[December 25, 2018] Leadership comes in many forms and we can learn from them all; including those that are legends. The story of Saint Nicholas is one of those legends that has influenced people throughout history and still does today. So, who was the true Saint Nicholas?
One of the many themes here in theLeaderMaker.com is that leadership means selfless service. Leaders put themselves behind the needs of others and have the welfare of their followers as a high priority. Saint Nicholas embodies selfless service and has become one of the most popular of all saints.

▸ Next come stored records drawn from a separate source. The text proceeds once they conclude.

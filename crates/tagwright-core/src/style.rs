//! Inline style declarations.
//!
//! A [`Property`] is a closed vocabulary of CSS properties with canonical
//! kebab-case names. Declarations are kept in an [`InlineStyle`], keyed by the
//! canonical name, and compile to a single `style` attribute value:
//!
//! ```
//! use tagwright_core::style::{InlineStyle, Property, StyleDeclaration};
//!
//! let mut style = InlineStyle::new();
//! style.insert(StyleDeclaration::new(Property::ZIndex, "1"));
//! style.insert(StyleDeclaration::new(Property::AccentColor, "red"));
//! assert_eq!(style.render().as_deref(), Some("accent-color: red; z-index: 1"));
//! ```

use std::borrow::Cow;
use std::collections::BTreeMap;
use std::fmt;

macro_rules! css_properties {
	($($variant:ident => $name:literal,)*) => {
		/// CSS property identifiers.
		#[non_exhaustive]
		#[derive(Debug, Clone, Copy, PartialEq, Eq, PartialOrd, Ord, Hash)]
		pub enum Property {
			$(
				#[doc = concat!("`", $name, "`")]
				$variant,
			)*
		}

		impl Property {
			/// Every property, in declaration order.
			pub const ALL: &'static [Property] = &[$(Property::$variant,)*];

			/// Canonical kebab-case CSS name.
			pub fn as_str(&self) -> &'static str {
				match self {
					$(Self::$variant => $name,)*
				}
			}
		}
	};
}

css_properties! {
	AccentColor => "accent-color",
	AlignContent => "align-content",
	AlignItems => "align-items",
	AlignSelf => "align-self",
	Animation => "animation",
	AspectRatio => "aspect-ratio",
	Background => "background",
	BackgroundColor => "background-color",
	BackgroundImage => "background-image",
	BackgroundPosition => "background-position",
	BackgroundRepeat => "background-repeat",
	BackgroundSize => "background-size",
	Border => "border",
	BorderColor => "border-color",
	BorderRadius => "border-radius",
	BorderStyle => "border-style",
	BorderWidth => "border-width",
	Bottom => "bottom",
	BoxShadow => "box-shadow",
	BoxSizing => "box-sizing",
	Color => "color",
	ColumnGap => "column-gap",
	Cursor => "cursor",
	Display => "display",
	Filter => "filter",
	Flex => "flex",
	FlexBasis => "flex-basis",
	FlexDirection => "flex-direction",
	FlexGrow => "flex-grow",
	FlexShrink => "flex-shrink",
	FlexWrap => "flex-wrap",
	Float => "float",
	FontFamily => "font-family",
	FontSize => "font-size",
	FontStyle => "font-style",
	FontWeight => "font-weight",
	Gap => "gap",
	GridTemplateColumns => "grid-template-columns",
	GridTemplateRows => "grid-template-rows",
	Height => "height",
	JustifyContent => "justify-content",
	Left => "left",
	LetterSpacing => "letter-spacing",
	LineHeight => "line-height",
	ListStyle => "list-style",
	Margin => "margin",
	MarginBottom => "margin-bottom",
	MarginLeft => "margin-left",
	MarginRight => "margin-right",
	MarginTop => "margin-top",
	MaxHeight => "max-height",
	MaxWidth => "max-width",
	MinHeight => "min-height",
	MinWidth => "min-width",
	ObjectFit => "object-fit",
	Opacity => "opacity",
	Outline => "outline",
	Overflow => "overflow",
	OverflowX => "overflow-x",
	OverflowY => "overflow-y",
	Padding => "padding",
	PaddingBottom => "padding-bottom",
	PaddingLeft => "padding-left",
	PaddingRight => "padding-right",
	PaddingTop => "padding-top",
	PointerEvents => "pointer-events",
	Position => "position",
	Right => "right",
	RowGap => "row-gap",
	TextAlign => "text-align",
	TextDecoration => "text-decoration",
	TextOverflow => "text-overflow",
	TextTransform => "text-transform",
	Top => "top",
	Transform => "transform",
	Transition => "transition",
	UserSelect => "user-select",
	VerticalAlign => "vertical-align",
	Visibility => "visibility",
	WhiteSpace => "white-space",
	Width => "width",
	WordBreak => "word-break",
	ZIndex => "z-index",
}

impl fmt::Display for Property {
	fn fmt(&self, f: &mut fmt::Formatter<'_>) -> fmt::Result {
		f.write_str(self.as_str())
	}
}

/// The property half of a declaration.
#[derive(Debug, Clone, PartialEq, Eq, Hash)]
pub enum StyleProperty {
	/// A property from the closed vocabulary.
	Known(Property),
	/// Any other property name, written as given (e.g. `--bs-primary`).
	Custom(Cow<'static, str>),
}

impl StyleProperty {
	/// Canonical name used for rendering and sorting.
	pub fn as_str(&self) -> &str {
		match self {
			Self::Known(property) => property.as_str(),
			Self::Custom(name) => name,
		}
	}
}

impl From<Property> for StyleProperty {
	fn from(property: Property) -> Self {
		Self::Known(property)
	}
}

/// One `property: value` pair.
#[derive(Debug, Clone, PartialEq, Eq)]
pub struct StyleDeclaration {
	property: StyleProperty,
	value: String,
}

impl StyleDeclaration {
	/// Creates a declaration for a known property.
	pub fn new(property: Property, value: impl Into<String>) -> Self {
		Self {
			property: StyleProperty::Known(property),
			value: value.into(),
		}
	}

	/// Creates a declaration for a property outside [`Property`].
	pub fn custom(property: impl Into<Cow<'static, str>>, value: impl Into<String>) -> Self {
		Self {
			property: StyleProperty::Custom(property.into()),
			value: value.into(),
		}
	}

	/// Returns the property.
	pub fn property(&self) -> &StyleProperty {
		&self.property
	}

	/// Returns the value.
	pub fn value(&self) -> &str {
		&self.value
	}
}

impl fmt::Display for StyleDeclaration {
	fn fmt(&self, f: &mut fmt::Formatter<'_>) -> fmt::Result {
		write!(f, "{}: {}", self.property.as_str(), self.value)
	}
}

/// Accumulated declarations for one element.
///
/// Keyed by canonical property name: adding a property that is already present
/// replaces its value, and iteration is always sorted by name.
#[derive(Debug, Clone, Default, PartialEq, Eq)]
pub struct InlineStyle {
	declarations: BTreeMap<String, StyleDeclaration>,
}

impl InlineStyle {
	/// Creates an empty style.
	pub fn new() -> Self {
		Self::default()
	}

	/// Adds or replaces a declaration.
	pub fn insert(&mut self, declaration: StyleDeclaration) {
		let key = declaration.property.as_str().to_string();
		if let Some(previous) = self.declarations.insert(key, declaration) {
			tracing::debug!(
				property = previous.property.as_str(),
				previous = %previous.value,
				"style declaration replaced"
			);
		}
	}

	/// Drops every declaration.
	pub fn clear(&mut self) {
		self.declarations.clear();
	}

	/// Looks up the declaration for a canonical property name.
	pub fn get(&self, property: &str) -> Option<&StyleDeclaration> {
		self.declarations.get(property)
	}

	/// Returns `true` when there are no declarations.
	pub fn is_empty(&self) -> bool {
		self.declarations.is_empty()
	}

	/// Number of declarations.
	pub fn len(&self) -> usize {
		self.declarations.len()
	}

	/// Iterates declarations sorted by property name.
	pub fn iter(&self) -> impl Iterator<Item = &StyleDeclaration> {
		self.declarations.values()
	}

	/// Adds every declaration of `other`, replacing same-named ones.
	pub fn merge(&mut self, other: InlineStyle) {
		for declaration in other.declarations.into_values() {
			self.insert(declaration);
		}
	}

	/// Compiles to the `style` attribute value, or `None` when empty.
	pub fn render(&self) -> Option<String> {
		if self.declarations.is_empty() {
			return None;
		}
		Some(
			self.iter()
				.map(ToString::to_string)
				.collect::<Vec<_>>()
				.join("; "),
		)
	}
}

impl Extend<StyleDeclaration> for InlineStyle {
	fn extend<I: IntoIterator<Item = StyleDeclaration>>(&mut self, iter: I) {
		for declaration in iter {
			self.insert(declaration);
		}
	}
}

impl FromIterator<StyleDeclaration> for InlineStyle {
	fn from_iter<I: IntoIterator<Item = StyleDeclaration>>(iter: I) -> Self {
		let mut style = Self::new();
		style.extend(iter);
		style
	}
}

#[cfg(test)]
mod tests {
	use super::*;
	use rstest::rstest;

	#[rstest]
	#[case(Property::ZIndex, "z-index")]
	#[case(Property::AccentColor, "accent-color")]
	#[case(Property::Cursor, "cursor")]
	#[case(Property::GridTemplateColumns, "grid-template-columns")]
	fn test_kebab_names(#[case] property: Property, #[case] expected: &str) {
		assert_eq!(property.as_str(), expected);
	}

	#[rstest]
	fn test_property_names_are_canonical() {
		for property in Property::ALL {
			let name = property.as_str();
			assert!(
				name.chars().all(|c| c.is_ascii_lowercase() || c == '-'),
				"{name} is not kebab-case"
			);
		}
	}

	#[rstest]
	fn test_declaration_display() {
		let declaration = StyleDeclaration::new(Property::ZIndex, "1");
		assert_eq!(declaration.to_string(), "z-index: 1");
	}

	#[rstest]
	fn test_sorted_by_property_name() {
		let style: InlineStyle = [
			StyleDeclaration::new(Property::ZIndex, "1"),
			StyleDeclaration::new(Property::AccentColor, "red"),
			StyleDeclaration::new(Property::Cursor, "pointer"),
		]
		.into_iter()
		.collect();

		assert_eq!(
			style.render().as_deref(),
			Some("accent-color: red; cursor: pointer; z-index: 1")
		);
	}

	#[rstest]
	fn test_same_property_overwrites() {
		let mut style = InlineStyle::new();
		style.insert(StyleDeclaration::new(Property::Color, "red"));
		style.insert(StyleDeclaration::new(Property::Color, "blue"));

		assert_eq!(style.len(), 1);
		assert_eq!(style.render().as_deref(), Some("color: blue"));
	}

	#[rstest]
	fn test_custom_property_sorts_with_known() {
		let style: InlineStyle = [
			StyleDeclaration::new(Property::Color, "var(--brand)"),
			StyleDeclaration::custom("--brand", "#0d6efd"),
		]
		.into_iter()
		.collect();

		assert_eq!(
			style.render().as_deref(),
			Some("--brand: #0d6efd; color: var(--brand)")
		);
	}

	#[rstest]
	fn test_custom_matching_known_name_overwrites() {
		let mut style = InlineStyle::new();
		style.insert(StyleDeclaration::new(Property::ZIndex, "1"));
		style.insert(StyleDeclaration::custom("z-index", "2"));
		assert_eq!(style.render().as_deref(), Some("z-index: 2"));
	}

	#[rstest]
	fn test_empty_renders_nothing() {
		assert_eq!(InlineStyle::new().render(), None);
	}
}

Born in Patara, a land that is part of present-day Turkey, circa 280, St. Nicholas was a Christian bishop who helped the needy. After his death, the legend of his gift-giving grew. St. Nicholas transformed into the legendary character called Santa Claus, who brings Christmas presents to children around the world.1
There are many legends about St. Nicholas of Myra. One story tells how he helped three poor sisters. Their father did not have enough money to pay their dowries and thought of selling them into servitude (some versions say as prostitutes). Three times, St. Nicholas secretly went to their house at night and put a bag of money inside.

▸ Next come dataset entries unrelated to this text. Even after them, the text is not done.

//! Opening-tag rendering.
//!
//! An [`OpeningTag`] is the fixed template of an element type: its tag name,
//! the core attributes it places before and after the sorted block, and
//! whether it is a void element. The attribute collection fills in the rest:
//!
//! ```text
//! <tag LEADING_CORE SORTED_CUSTOM TRAILING_CORE class="...">
//! ```

use tagwright_core::{AttributeCollection, CoreAttribute};

use crate::context::RenderContext;

/// Anything that renders to HTML text.
pub trait Render {
	/// Renders the element.
	fn render(&self, ctx: &RenderContext) -> String;
}

/// Element-type template for an opening tag.
#[derive(Debug, Clone, PartialEq, Eq)]
pub struct OpeningTag<'a> {
	name: &'a str,
	leading: Vec<CoreAttribute>,
	trailing: Vec<CoreAttribute>,
	is_void: bool,
}

impl<'a> OpeningTag<'a> {
	/// Creates a template with no core attributes.
	pub fn new(name: &'a str) -> Self {
		Self {
			name,
			leading: Vec::new(),
			trailing: Vec::new(),
			is_void: false,
		}
	}

	/// Adds a core attribute rendered before the sorted attributes.
	pub fn leading(mut self, attribute: CoreAttribute) -> Self {
		self.leading.push(attribute);
		self
	}

	/// Adds a core attribute rendered after the sorted attributes, before `class`.
	pub fn trailing(mut self, attribute: CoreAttribute) -> Self {
		self.trailing.push(attribute);
		self
	}

	/// Marks the element as void (self-closing, no content).
	pub fn void(mut self) -> Self {
		self.is_void = true;
		self
	}

	/// Returns whether the element is void.
	pub fn is_void(&self) -> bool {
		self.is_void
	}

	/// Renders the opening tag alone.
	///
	/// A collection entry named like one of the core attributes replaces it
	/// in place, or removes it when disabled.
	pub fn render(&self, attributes: &AttributeCollection) -> String {
		let text = attributes.render(&self.leading, &self.trailing);

		tracing::trace!(tag = self.name, attribute_bytes = text.len(), "rendering opening tag");

		let mut output = String::with_capacity(self.name.len() + text.len() + 4);
		output.push('<');
		output.push_str(self.name);
		if !text.is_empty() {
			output.push(' ');
			output.push_str(&text);
		}
		if self.is_void {
			output.push_str(" />");
		} else {
			output.push('>');
		}
		output
	}

	/// Renders the whole element; `content` is ignored for void elements.
	pub fn render_element(&self, attributes: &AttributeCollection, content: &str) -> String {
		let mut output = self.render(attributes);
		if !self.is_void {
			output.push_str(content);
			output.push_str("</");
			output.push_str(self.name);
			output.push('>');
		}
		output
	}
}

#[cfg(test)]
mod tests {
	use super::*;
	use rstest::rstest;
	use tagwright_core::AttributeName;

	#[rstest]
	fn test_empty_element() {
		let tag = OpeningTag::new("div");
		assert_eq!(tag.render_element(&AttributeCollection::new(), ""), "<div></div>");
	}

	#[rstest]
	fn test_empty_void_element() {
		let tag = OpeningTag::new("br").void();
		assert_eq!(tag.render_element(&AttributeCollection::new(), "ignored"), "<br />");
	}

	#[rstest]
	fn test_template_positions() {
		let mut attributes = AttributeCollection::new();
		attributes.add_class("x");
		attributes.set_boolean(AttributeName::from_static("a"), true);
		attributes.set_boolean(AttributeName::from_static("z"), true);

		let tag = OpeningTag::new("input")
			.leading(CoreAttribute::Name("q".into()))
			.trailing(CoreAttribute::Type("search".into()))
			.void();

		assert_eq!(
			tag.render(&attributes),
			"<input name=\"q\" a z type=\"search\" class=\"x\" />"
		);
	}

	#[rstest]
	fn test_content_between_tags() {
		let tag = OpeningTag::new("p");
		assert_eq!(
			tag.render_element(&AttributeCollection::new(), "hello"),
			"<p>hello</p>"
		);
	}
}
//! Deduplicated, always-sorted class tokens.

use std::collections::BTreeSet;

/// Set of CSS class tokens.
///
/// Tokens are stored sorted by code point, so rendering is independent of the
/// order they were added in. Whitespace inside a token splits it.
#[derive(Debug, Clone, Default, PartialEq, Eq)]
pub struct ClassList {
	tokens: BTreeSet<String>,
}

impl ClassList {
	/// Creates an empty class list.
	pub fn new() -> Self {
		Self::default()
	}

	/// Adds every whitespace-separated token in `class`.
	pub fn insert(&mut self, class: &str) {
		self.tokens
			.extend(class.split_whitespace().map(str::to_string));
	}

	/// Removes a single token. Returns whether it was present.
	pub fn remove(&mut self, token: &str) -> bool {
		self.tokens.remove(token)
	}

	/// Removes every token.
	pub fn clear(&mut self) {
		self.tokens.clear();
	}

	/// Returns whether `token` is present.
	pub fn contains(&self, token: &str) -> bool {
		self.tokens.contains(token)
	}

	/// Returns `true` when no tokens are present.
	pub fn is_empty(&self) -> bool {
		self.tokens.is_empty()
	}

	/// Number of distinct tokens.
	pub fn len(&self) -> usize {
		self.tokens.len()
	}

	/// Iterates tokens in render order.
	pub fn iter(&self) -> impl Iterator<Item = &str> {
		self.tokens.iter().map(String::as_str)
	}

	/// Adds every token of `other`.
	pub fn union(&mut self, other: ClassList) {
		self.tokens.extend(other.tokens);
	}

	/// Renders the full `class="..."` attribute, or `None` when empty.
	pub fn render(&self) -> Option<String> {
		if self.tokens.is_empty() {
			return None;
		}
		Some(format!(
			"class=\"{}\"",
			self.iter().collect::<Vec<_>>().join(" ")
		))
	}
}

impl<S: AsRef<str>> Extend<S> for ClassList {
	fn extend<I: IntoIterator<Item = S>>(&mut self, iter: I) {
		for class in iter {
			self.insert(class.as_ref());
		}
	}
}

impl<S: AsRef<str>> FromIterator<S> for ClassList {
	fn from_iter<I: IntoIterator<Item = S>>(iter: I) -> Self {
		let mut list = Self::new();
		list.extend(iter);
		list
	}
}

Saint Nicholas went through many transformations in America: becoming Santa Claus, and instead of giving gifts on December 6, he became a part of the Christmas holiday. In the 1820 poem “An Account of a Visit from St. Nicholas” by Clement Clarke Moore, he is described as a jolly, heavy man who comes down the chimney to leave presents for deserving children and drives a sleigh pulled by flying reindeer.
The cartoonist Thomas Nast added to the St. Nicholas legend with an 1881 drawing of Santa as wearing a red suit with white fur trim. Once a kind, charitable bishop, St. Nicholas had become the Santa Claus we know today.